Your task =
Your answer is a number only: how many lines in the data below contain "false"?

[Dataset entries]
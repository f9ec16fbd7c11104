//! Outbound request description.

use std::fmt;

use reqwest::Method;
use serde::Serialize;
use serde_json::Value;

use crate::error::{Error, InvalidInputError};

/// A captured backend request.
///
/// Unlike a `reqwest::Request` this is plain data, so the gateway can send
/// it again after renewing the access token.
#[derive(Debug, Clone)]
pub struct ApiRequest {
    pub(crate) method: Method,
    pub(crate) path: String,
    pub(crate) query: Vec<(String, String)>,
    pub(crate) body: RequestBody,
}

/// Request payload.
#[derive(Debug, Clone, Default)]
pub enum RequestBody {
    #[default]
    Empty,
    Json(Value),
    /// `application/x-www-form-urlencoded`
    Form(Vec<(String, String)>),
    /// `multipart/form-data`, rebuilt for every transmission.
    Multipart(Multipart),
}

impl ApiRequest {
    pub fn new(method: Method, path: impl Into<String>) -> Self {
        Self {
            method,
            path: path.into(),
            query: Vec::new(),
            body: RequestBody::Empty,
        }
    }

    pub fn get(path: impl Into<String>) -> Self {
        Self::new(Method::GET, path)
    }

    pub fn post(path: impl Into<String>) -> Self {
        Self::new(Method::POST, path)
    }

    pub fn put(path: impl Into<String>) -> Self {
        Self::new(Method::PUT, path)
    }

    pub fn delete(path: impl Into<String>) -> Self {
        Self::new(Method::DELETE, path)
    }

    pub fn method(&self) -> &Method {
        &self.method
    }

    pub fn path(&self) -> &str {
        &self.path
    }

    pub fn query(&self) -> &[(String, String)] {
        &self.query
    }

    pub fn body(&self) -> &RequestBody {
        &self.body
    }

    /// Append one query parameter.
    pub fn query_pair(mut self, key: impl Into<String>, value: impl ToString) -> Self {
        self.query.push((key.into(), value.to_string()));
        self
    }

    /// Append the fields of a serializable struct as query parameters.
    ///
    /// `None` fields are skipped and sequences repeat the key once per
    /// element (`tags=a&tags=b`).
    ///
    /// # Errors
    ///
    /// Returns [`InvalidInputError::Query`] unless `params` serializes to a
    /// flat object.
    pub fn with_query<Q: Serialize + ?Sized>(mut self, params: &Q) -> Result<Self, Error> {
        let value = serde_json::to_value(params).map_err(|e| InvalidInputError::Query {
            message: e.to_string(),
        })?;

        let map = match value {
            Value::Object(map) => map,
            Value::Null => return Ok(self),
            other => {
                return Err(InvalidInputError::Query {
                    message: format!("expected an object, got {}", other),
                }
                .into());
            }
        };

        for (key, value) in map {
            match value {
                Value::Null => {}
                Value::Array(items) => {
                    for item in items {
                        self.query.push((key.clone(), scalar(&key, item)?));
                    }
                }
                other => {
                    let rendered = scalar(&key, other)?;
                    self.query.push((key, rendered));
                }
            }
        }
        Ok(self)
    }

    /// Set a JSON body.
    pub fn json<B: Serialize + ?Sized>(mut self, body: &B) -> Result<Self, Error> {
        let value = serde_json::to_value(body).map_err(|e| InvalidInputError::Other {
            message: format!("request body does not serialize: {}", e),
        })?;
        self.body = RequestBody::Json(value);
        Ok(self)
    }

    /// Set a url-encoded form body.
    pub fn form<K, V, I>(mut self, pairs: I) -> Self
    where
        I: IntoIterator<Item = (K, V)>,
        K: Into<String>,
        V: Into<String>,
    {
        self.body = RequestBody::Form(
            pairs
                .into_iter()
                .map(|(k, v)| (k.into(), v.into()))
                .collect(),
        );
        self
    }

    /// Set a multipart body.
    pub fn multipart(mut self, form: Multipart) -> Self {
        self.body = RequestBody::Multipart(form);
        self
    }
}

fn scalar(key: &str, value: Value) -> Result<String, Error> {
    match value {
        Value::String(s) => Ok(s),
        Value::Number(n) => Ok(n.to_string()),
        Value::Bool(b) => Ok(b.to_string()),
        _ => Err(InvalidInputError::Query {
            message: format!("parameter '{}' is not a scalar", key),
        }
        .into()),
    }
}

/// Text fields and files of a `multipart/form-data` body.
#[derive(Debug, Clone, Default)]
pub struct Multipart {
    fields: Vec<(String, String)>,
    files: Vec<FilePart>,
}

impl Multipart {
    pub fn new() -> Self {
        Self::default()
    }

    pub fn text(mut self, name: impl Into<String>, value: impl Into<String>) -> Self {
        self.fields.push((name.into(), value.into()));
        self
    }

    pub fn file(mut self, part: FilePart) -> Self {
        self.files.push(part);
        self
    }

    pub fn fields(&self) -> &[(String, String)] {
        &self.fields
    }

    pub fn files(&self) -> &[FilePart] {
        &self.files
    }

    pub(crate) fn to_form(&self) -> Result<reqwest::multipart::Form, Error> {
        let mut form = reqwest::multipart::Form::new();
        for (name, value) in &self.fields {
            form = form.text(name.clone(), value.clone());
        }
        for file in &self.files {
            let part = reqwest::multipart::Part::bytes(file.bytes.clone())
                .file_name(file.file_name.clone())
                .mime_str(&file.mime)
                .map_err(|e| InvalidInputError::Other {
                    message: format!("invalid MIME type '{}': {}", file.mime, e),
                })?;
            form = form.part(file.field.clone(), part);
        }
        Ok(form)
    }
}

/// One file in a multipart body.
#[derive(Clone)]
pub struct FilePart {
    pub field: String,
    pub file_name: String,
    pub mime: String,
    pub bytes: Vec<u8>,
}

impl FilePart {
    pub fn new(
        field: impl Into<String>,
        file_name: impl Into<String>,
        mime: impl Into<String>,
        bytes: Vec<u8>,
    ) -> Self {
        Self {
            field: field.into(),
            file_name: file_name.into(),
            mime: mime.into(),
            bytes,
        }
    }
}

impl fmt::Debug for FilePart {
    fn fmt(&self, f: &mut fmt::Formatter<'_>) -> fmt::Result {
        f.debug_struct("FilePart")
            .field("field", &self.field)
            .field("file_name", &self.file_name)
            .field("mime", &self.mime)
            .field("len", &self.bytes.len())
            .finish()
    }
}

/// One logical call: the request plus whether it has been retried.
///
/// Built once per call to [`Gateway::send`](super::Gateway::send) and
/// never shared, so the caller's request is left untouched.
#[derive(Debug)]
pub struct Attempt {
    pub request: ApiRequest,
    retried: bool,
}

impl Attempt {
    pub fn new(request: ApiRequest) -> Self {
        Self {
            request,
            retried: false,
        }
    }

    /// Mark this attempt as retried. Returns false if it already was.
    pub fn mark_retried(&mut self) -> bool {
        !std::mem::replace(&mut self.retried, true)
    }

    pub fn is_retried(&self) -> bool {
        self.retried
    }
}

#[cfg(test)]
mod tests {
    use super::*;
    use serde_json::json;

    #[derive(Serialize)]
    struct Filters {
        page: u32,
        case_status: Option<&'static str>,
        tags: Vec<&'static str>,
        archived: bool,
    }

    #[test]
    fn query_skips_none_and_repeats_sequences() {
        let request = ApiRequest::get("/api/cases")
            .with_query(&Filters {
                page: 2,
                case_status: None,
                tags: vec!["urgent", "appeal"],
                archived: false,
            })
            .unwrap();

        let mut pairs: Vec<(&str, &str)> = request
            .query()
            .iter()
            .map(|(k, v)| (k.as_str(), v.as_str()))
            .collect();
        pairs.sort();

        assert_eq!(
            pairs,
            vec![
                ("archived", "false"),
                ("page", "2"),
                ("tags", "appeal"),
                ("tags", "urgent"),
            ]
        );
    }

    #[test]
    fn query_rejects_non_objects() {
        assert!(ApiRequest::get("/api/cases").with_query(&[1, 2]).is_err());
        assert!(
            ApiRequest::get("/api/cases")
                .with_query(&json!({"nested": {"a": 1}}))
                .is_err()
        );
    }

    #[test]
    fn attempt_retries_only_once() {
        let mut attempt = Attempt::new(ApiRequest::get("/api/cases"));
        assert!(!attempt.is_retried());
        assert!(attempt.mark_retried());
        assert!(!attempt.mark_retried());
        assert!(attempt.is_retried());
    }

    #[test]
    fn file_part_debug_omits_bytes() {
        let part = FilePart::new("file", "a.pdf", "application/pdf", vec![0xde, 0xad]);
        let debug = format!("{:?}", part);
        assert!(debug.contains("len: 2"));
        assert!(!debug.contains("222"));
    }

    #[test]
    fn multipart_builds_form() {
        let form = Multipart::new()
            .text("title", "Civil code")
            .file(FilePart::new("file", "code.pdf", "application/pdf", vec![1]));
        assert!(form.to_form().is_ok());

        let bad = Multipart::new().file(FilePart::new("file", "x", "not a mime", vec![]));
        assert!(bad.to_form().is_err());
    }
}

---

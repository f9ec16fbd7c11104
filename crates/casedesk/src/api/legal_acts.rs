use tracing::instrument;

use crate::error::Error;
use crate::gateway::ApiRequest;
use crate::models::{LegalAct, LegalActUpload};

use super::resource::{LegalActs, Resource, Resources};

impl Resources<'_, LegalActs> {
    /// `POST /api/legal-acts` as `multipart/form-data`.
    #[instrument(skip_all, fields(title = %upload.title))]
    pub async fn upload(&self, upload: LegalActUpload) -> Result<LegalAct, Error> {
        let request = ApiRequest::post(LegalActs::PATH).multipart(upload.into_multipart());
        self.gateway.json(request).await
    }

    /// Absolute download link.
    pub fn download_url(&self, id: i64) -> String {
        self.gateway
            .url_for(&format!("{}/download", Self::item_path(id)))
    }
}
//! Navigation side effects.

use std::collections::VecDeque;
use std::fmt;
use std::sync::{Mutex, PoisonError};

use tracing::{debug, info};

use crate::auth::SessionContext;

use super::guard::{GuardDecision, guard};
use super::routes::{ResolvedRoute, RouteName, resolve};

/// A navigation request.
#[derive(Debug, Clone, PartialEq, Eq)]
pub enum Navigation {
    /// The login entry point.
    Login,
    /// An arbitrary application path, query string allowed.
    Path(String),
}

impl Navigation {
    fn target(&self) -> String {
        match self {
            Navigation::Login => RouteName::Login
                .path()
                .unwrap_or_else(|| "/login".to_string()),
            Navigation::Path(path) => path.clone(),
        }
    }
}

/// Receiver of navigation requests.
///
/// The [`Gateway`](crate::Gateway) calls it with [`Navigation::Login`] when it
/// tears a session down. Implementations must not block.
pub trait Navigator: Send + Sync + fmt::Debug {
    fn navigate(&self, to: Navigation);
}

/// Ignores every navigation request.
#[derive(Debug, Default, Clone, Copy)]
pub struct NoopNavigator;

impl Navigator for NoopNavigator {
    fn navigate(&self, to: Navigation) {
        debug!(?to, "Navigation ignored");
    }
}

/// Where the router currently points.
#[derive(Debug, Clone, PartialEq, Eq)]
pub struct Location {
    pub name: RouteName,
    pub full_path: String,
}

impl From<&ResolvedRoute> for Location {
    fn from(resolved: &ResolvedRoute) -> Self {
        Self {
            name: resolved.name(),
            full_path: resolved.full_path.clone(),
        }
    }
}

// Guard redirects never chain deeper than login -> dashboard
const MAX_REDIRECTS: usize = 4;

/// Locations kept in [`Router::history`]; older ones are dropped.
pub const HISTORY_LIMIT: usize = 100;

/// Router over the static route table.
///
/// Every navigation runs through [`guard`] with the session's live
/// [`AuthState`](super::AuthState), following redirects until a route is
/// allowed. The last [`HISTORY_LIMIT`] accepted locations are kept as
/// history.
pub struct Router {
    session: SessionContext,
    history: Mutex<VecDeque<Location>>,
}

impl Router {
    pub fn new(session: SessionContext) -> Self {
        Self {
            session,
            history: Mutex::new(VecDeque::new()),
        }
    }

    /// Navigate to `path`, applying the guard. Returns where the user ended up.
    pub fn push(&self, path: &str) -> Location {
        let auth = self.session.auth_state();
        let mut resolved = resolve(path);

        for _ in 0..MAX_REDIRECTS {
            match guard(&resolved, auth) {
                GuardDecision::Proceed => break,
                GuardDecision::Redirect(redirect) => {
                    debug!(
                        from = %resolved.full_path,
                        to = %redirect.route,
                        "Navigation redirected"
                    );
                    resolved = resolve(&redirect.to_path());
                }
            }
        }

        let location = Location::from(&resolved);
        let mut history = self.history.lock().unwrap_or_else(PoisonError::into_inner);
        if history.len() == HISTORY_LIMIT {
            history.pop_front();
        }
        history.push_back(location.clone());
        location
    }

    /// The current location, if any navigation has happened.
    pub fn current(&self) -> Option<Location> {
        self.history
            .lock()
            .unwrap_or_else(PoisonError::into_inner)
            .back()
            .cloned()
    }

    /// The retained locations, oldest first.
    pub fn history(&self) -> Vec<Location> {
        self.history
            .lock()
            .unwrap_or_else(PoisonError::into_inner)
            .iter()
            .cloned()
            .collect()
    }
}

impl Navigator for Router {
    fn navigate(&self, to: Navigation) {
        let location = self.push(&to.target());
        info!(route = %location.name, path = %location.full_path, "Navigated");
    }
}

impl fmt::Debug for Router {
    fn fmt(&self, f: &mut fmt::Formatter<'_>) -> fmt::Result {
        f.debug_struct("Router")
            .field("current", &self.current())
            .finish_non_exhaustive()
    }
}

Output below =
4